Tax-ExemptOn September 28, 2012, the U.S. Internal Revenue Service published a private letter ruling regarding the ability of an organization, which is recognized as a charity under Section 501(c)(3) of the Internal Revenue Code,  to retain its public charity status in the face of an unusually large grant from a single contributor. PLR 20123901.

Private Foundation, Public Charity
A 501(c)(3) organization claiming to be a public charity must demonstrate its public support on its Form 990.
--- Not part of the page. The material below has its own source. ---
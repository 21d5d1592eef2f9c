//! Repository layer implementing the store contract on SQLite

pub mod sqlite_store;

pub use sqlite_store::SqliteStore;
PUBLIC CHARITY VS. PRIVATE FOUNDATION. An IRC § 501(c)(3) charity is presumed to be a private foundation unless it establishes that it is publicly supported. Because private foundations are subject to much stricter regulation than public charities, most charities that are able to do so try to establish that they are publicly supported. For the great majority of charities, public support can be proved by satisfying one of two alternative tests (explained in simplified form): (1) by normally receiving at least one-third of their support from governmental units, from direct or indirect contributions by the general public, or from a combination of those sources; or (2) by receiving at least 10 percent of their total support from public sources and establishing, with regard to facts and circumstances contained in IRS regulations, that they are operated more like a public charity than like a private foundation. In each case, the percentage of support is determined with reference to a fraction whose numerator is the sum of all support deemed “public,” and whose denominator is the sum of all support from all sources.
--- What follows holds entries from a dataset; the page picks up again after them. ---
//! Typed requests and path routing

use std::collections::HashMap;
use std::str::FromStr;

use todos_core::model::{ListId, TodoId};
use todos_core_types::Sensitive;

#[derive(Debug, Clone, Copy, PartialEq, Eq)]
pub enum Method {
    Get,
    Post,
}

impl FromStr for Method {
    type Err = String;

    fn from_str(s: &str) -> Result<Self, Self::Err> {
        match s.to_ascii_uppercase().as_str() {
            "GET" => Ok(Method::Get),
            "POST" => Ok(Method::Post),
            other => Err(format!("unsupported method: {}", other)),
        }
    }
}

/// One request, with its path parameters parsed and form fields extracted
#[derive(Debug, Clone)]
pub enum Request {
    Home,
    SignInForm,
    SignIn {
        username: String,
        password: Sensitive<String>,
    },
    SignOut,
    Lists,
    NewListForm,
    CreateList {
        title: String,
    },
    ShowList {
        list_id: ListId,
    },
    EditListForm {
        list_id: ListId,
    },
    RenameList {
        list_id: ListId,
        title: String,
    },
    DeleteList {
        list_id: ListId,
    },
    CreateTodo {
        list_id: ListId,
        title: String,
    },
    ToggleTodo {
        list_id: ListId,
        todo_id: TodoId,
    },
    DeleteTodo {
        list_id: ListId,
        todo_id: TodoId,
    },
    CompleteAll {
        list_id: ListId,
    },
}

fn field(form: &HashMap<String, String>, name: &str) -> String {
    form.get(name).cloned().unwrap_or_default()
}

fn id(segment: &str) -> Option<i64> {
    segment.parse().ok()
}

impl Request {
    /// Map a method, path and form body onto a request
    ///
    /// Returns `None` for unknown paths and for non-numeric ids. A query
    /// string and a trailing slash are ignored. Missing form fields read as
    /// empty strings and are rejected later by validation.
    pub fn route(method: Method, path: &str, form: &HashMap<String, String>) -> Option<Request> {
        let path = path.split('?').next().unwrap_or_default();
        let segments: Vec<&str> = path.split('/').filter(|s| !s.is_empty()).collect();

        let request = match (method, segments.as_slice()) {
            (Method::Get, []) => Request::Home,
            (Method::Get, ["users", "signin"]) => Request::SignInForm,
            (Method::Post, ["users", "signin"]) => Request::SignIn {
                username: field(form, "username"),
                password: Sensitive::new(field(form, "password")),
            },
            (Method::Post, ["users", "signout"]) => Request::SignOut,
            (Method::Get, ["lists"]) => Request::Lists,
            (Method::Get, ["lists", "new"]) => Request::NewListForm,
            (Method::Post, ["lists"]) => Request::CreateList {
                title: field(form, "todoListTitle"),
            },
            (Method::Get, ["lists", list]) => Request::ShowList { list_id: id(list)? },
            (Method::Get, ["lists", list, "edit"]) => Request::EditListForm { list_id: id(list)? },
            (Method::Post, ["lists", list, "edit"]) => Request::RenameList {
                list_id: id(list)?,
                title: field(form, "todoListTitle"),
            },
            (Method::Post, ["lists", list, "destroy"]) => Request::DeleteList { list_id: id(list)? },
            (Method::Post, ["lists", list, "todos"]) => Request::CreateTodo {
                list_id: id(list)?,
                title: field(form, "todoTitle"),
            },
            (Method::Post, ["lists", list, "todos", todo, "toggle"]) => Request::ToggleTodo {
                list_id: id(list)?,
                todo_id: id(todo)?,
            },
            (Method::Post, ["lists", list, "todos", todo, "destroy"]) => Request::DeleteTodo {
                list_id: id(list)?,
                todo_id: id(todo)?,
            },
            (Method::Post, ["lists", list, "complete_all"]) => {
                Request::CompleteAll { list_id: id(list)? }
            }
            _ => return None,
        };

        Some(request)
    }

    /// Operation name used in lifecycle logs
    pub fn op(&self) -> &'static str {
        match self {
            Request::Home => "home",
            Request::SignInForm => "sign_in_form",
            Request::SignIn { .. } => "sign_in",
            Request::SignOut => "sign_out",
            Request::Lists => "lists",
            Request::NewListForm => "new_list_form",
            Request::CreateList { .. } => "create_list",
            Request::ShowList { .. } => "show_list",
            Request::EditListForm { .. } => "edit_list_form",
            Request::RenameList { .. } => "rename_list",
            Request::DeleteList { .. } => "delete_list",
            Request::CreateTodo { .. } => "create_todo",
            Request::ToggleTodo { .. } => "toggle_todo",
            Request::DeleteTodo { .. } => "delete_todo",
            Request::CompleteAll { .. } => "complete_all",
        }
    }

    /// Whether the request may only be served to a signed-in session
    pub fn requires_auth(&self) -> bool {
        !matches!(
            self,
            Request::SignInForm | Request::SignIn { .. } | Request::SignOut
        )
    }
}

#[cfg(test)]
mod tests {
    use super::*;

    fn no_form() -> HashMap<String, String> {
        HashMap::new()
    }

    #[test]
    fn test_routes_nested_todo_paths() {
        let request = Request::route(Method::Post, "/lists/3/todos/17/toggle", &no_form());
        assert!(matches!(
            request,
            Some(Request::ToggleTodo {
                list_id: 3,
                todo_id: 17
            })
        ));
    }

    #[test]
    fn test_new_is_not_a_list_id() {
        assert!(matches!(
            Request::route(Method::Get, "/lists/new", &no_form()),
            Some(Request::NewListForm)
        ));
    }

    #[test]
    fn test_non_numeric_id_does_not_route() {
        assert!(Request::route(Method::Get, "/lists/abc", &no_form()).is_none());
        assert!(Request::route(Method::Post, "/lists/1/todos/x/destroy", &no_form()).is_none());
    }

    #[test]
    fn test_method_matters() {
        assert!(Request::route(Method::Get, "/lists/1/destroy", &no_form()).is_none());
        assert!(Request::route(Method::Get, "/users/signout", &no_form()).is_none());
    }

    #[test]
    fn test_form_fields_are_extracted() {
        let mut form = HashMap::new();
        form.insert("todoListTitle".to_string(), "  Groceries ".to_string());

        match Request::route(Method::Post, "/lists/", &form) {
            Some(Request::CreateList { title }) => assert_eq!(title, "  Groceries "),
            other => panic!("unexpected route: {:?}", other),
        }
    }

    #[test]
    fn test_query_string_is_ignored() {
        assert!(matches!(
            Request::route(Method::Get, "/lists?page=2", &no_form()),
            Some(Request::Lists)
        ));
    }

    #[test]
    fn test_password_is_redacted_in_debug() {
        let mut form = HashMap::new();
        form.insert("username".to_string(), "alice".to_string());
        form.insert("password".to_string(), "secret".to_string());

        let request = Request::route(Method::Post, "/users/signin", &form).unwrap();
        assert!(!format!("{:?}", request).contains("secret"));
    }

    #[test]
    fn test_only_sign_in_routes_skip_auth() {
        assert!(!Request::SignInForm.requires_auth());
        assert!(!Request::SignOut.requires_auth());
        assert!(Request::Lists.requires_auth());
        assert!(Request::Home.requires_auth());
    }

    #[test]
    fn test_method_from_str() {
        assert_eq!("post".parse::<Method>(), Ok(Method::Post));
        assert!("DELETE".parse::<Method>().is_err());
    }
}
“TIPPING” AWAY FROM PUBLIC SUPPORT. Under both the 1/3 public support test and the 10% public support test, contributions from an individual, trust, or corporation are only counted as “public” support to the extent that the total contributions from that contributor in the current tax year, and in the four year period immediately before the current tax year, do not exceed 2% of the organization’s total support for the same period. One consequence of the 2% rule is that a large grant from a foundation may cause a recipient to to fail the public support test. To lessen the effect of this phenomenon–sometimes called “tipping”–Treas. Reg.  § 1.170A-9(e)(6) provides that, in certain limited circumstances, an “unusual grant” may be excluded when calculating an organization’s public support.

Henriëtte Ronner-Knip

THE REQUESTER: AN ANIMAL WELFARE ORGANIZATION. In this case, the exempt organization that requested an IRS ruling operated a low-cost spay and neuter clinic for cats and dogs, and provided educational materials regarding pet care. The organization’s financial support consisted of fees for services, contributions, and unrelated income. The organization had been classified as a private foundation at the end of its advance ruling period. However, it requested reclassification, and was being treated as a public charity for an advance period of 60 months.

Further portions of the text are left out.